_Task requirements_
Please repeat the lines below, exactly and only, from the one that holds "repository db864d5bc31c37c7" through the one that holds "is the bare".

[Dataset entries]
☆ ☆ ☆

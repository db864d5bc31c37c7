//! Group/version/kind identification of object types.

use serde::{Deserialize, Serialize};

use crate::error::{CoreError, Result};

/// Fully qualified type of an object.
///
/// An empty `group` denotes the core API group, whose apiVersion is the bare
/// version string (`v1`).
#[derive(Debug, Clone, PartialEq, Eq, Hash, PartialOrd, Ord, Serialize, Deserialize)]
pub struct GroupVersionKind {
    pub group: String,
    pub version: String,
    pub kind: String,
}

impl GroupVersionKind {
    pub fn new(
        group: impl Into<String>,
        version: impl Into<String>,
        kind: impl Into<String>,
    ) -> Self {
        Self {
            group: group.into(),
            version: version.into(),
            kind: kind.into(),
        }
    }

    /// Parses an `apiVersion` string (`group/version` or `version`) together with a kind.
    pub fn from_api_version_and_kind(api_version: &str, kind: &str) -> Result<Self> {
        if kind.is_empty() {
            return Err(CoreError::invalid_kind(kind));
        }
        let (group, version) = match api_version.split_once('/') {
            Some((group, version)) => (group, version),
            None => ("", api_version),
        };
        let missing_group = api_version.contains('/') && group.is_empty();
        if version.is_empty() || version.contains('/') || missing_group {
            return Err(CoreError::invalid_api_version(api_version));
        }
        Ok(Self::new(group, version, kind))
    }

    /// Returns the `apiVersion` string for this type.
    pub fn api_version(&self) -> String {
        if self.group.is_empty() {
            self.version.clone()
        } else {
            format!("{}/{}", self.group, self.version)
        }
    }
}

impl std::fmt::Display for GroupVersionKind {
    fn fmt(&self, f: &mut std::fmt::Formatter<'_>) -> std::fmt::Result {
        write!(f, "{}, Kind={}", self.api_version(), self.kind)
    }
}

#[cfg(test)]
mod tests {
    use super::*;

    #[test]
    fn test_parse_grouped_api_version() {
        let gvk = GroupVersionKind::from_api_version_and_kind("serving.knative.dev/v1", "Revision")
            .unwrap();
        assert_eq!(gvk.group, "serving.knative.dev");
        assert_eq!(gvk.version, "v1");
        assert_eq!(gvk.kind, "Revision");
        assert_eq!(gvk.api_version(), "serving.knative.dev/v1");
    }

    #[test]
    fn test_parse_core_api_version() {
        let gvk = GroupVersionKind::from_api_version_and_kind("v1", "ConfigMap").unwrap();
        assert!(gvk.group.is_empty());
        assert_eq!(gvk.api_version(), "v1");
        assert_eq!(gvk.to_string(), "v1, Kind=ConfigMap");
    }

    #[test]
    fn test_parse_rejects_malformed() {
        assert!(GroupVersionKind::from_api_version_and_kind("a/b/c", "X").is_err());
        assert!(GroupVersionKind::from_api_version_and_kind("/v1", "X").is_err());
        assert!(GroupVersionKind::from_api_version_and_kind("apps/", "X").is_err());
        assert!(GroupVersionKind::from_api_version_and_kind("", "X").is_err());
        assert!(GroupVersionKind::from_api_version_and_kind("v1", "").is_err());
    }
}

☆ ☆ ☆

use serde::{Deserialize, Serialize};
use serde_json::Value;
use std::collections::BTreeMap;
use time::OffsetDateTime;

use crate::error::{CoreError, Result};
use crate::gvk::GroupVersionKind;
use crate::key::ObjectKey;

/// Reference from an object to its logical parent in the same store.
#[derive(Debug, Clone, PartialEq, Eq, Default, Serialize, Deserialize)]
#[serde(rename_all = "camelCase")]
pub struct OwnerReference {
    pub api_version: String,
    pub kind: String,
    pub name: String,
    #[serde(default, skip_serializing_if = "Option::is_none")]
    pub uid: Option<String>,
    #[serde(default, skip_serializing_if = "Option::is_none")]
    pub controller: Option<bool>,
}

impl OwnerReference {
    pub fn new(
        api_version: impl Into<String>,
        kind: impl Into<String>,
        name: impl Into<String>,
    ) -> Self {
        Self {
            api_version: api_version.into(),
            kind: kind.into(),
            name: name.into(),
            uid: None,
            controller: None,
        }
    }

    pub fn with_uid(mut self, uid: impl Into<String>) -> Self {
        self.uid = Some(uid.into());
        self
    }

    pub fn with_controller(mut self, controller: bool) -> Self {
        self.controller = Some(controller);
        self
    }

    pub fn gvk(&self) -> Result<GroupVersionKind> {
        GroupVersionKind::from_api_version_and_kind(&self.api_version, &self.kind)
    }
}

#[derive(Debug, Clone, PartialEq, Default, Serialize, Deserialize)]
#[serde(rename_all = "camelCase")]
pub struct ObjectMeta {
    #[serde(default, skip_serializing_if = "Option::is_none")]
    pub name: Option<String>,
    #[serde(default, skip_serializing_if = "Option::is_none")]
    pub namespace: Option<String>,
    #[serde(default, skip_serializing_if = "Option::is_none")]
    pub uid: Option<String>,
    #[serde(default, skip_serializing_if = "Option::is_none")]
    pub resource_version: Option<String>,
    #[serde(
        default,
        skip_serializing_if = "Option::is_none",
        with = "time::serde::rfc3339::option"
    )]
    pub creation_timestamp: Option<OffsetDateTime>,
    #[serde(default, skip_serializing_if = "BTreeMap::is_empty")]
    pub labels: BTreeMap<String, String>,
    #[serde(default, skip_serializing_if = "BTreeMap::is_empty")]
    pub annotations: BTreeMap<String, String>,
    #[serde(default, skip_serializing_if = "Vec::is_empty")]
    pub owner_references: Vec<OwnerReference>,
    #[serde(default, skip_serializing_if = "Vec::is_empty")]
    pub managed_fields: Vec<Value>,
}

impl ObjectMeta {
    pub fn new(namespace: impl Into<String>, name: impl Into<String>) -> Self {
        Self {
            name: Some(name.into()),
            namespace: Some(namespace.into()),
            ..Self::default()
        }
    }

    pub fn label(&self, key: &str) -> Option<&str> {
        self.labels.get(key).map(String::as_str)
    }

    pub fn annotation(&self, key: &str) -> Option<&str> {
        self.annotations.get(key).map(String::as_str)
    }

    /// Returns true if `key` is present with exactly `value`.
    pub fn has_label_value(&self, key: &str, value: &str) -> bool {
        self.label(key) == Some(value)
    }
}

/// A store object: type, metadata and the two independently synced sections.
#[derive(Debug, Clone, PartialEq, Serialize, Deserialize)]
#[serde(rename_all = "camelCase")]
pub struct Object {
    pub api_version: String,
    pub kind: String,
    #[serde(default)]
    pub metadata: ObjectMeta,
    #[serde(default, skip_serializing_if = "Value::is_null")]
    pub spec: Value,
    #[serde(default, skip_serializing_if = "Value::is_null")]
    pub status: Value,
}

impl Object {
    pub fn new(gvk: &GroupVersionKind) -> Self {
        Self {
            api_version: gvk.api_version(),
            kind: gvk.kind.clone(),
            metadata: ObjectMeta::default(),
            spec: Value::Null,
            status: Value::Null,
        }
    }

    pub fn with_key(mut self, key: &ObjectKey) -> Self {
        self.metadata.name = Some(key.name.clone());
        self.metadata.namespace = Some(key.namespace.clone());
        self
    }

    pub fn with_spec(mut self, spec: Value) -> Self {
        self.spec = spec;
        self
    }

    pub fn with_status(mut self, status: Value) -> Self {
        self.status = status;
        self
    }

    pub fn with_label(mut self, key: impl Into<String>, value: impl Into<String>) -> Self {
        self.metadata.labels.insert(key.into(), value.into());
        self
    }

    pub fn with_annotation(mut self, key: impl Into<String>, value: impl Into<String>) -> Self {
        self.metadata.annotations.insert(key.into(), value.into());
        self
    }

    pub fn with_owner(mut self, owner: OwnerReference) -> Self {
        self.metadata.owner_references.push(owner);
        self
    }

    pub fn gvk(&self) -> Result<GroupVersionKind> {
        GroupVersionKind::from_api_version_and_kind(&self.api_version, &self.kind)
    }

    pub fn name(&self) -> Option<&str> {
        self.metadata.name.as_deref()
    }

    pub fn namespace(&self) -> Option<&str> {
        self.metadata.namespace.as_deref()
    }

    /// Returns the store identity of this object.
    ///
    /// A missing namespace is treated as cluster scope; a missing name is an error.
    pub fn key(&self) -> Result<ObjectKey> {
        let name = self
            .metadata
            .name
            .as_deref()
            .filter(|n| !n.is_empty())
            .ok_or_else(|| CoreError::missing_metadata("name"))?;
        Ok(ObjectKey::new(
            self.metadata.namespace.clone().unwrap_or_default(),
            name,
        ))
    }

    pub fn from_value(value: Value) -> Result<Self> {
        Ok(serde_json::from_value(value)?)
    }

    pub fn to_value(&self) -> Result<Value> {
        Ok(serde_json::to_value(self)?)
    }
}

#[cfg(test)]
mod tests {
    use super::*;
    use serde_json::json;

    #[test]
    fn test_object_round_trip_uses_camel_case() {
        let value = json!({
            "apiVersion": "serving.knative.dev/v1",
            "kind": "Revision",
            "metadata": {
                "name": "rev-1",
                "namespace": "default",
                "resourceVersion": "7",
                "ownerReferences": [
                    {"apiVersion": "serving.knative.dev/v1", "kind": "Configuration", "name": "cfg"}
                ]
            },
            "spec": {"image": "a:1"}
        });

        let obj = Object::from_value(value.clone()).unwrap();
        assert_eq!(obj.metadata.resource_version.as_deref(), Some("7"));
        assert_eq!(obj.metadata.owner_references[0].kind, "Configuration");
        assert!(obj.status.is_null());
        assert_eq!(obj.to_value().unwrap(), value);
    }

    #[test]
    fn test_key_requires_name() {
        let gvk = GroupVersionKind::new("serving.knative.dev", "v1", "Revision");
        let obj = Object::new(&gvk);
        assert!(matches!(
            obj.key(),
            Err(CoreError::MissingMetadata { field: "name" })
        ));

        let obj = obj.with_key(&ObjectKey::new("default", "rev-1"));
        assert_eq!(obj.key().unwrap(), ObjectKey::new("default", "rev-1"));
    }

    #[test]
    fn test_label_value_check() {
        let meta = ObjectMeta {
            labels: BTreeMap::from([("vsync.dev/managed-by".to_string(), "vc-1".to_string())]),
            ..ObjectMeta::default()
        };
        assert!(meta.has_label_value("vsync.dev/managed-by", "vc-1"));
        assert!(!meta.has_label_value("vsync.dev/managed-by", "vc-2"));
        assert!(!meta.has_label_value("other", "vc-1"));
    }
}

☆ ☆ ☆

_Output of the task_
repository db864d5bc31c37c7
//! Group/version/kind identification of object types.

use serde::{Deserialize, Serialize};

use crate::error::{CoreError, Result};

/// Fully qualified type of an object.
///
/// An empty `group` denotes the core API group, whose apiVersion is the bare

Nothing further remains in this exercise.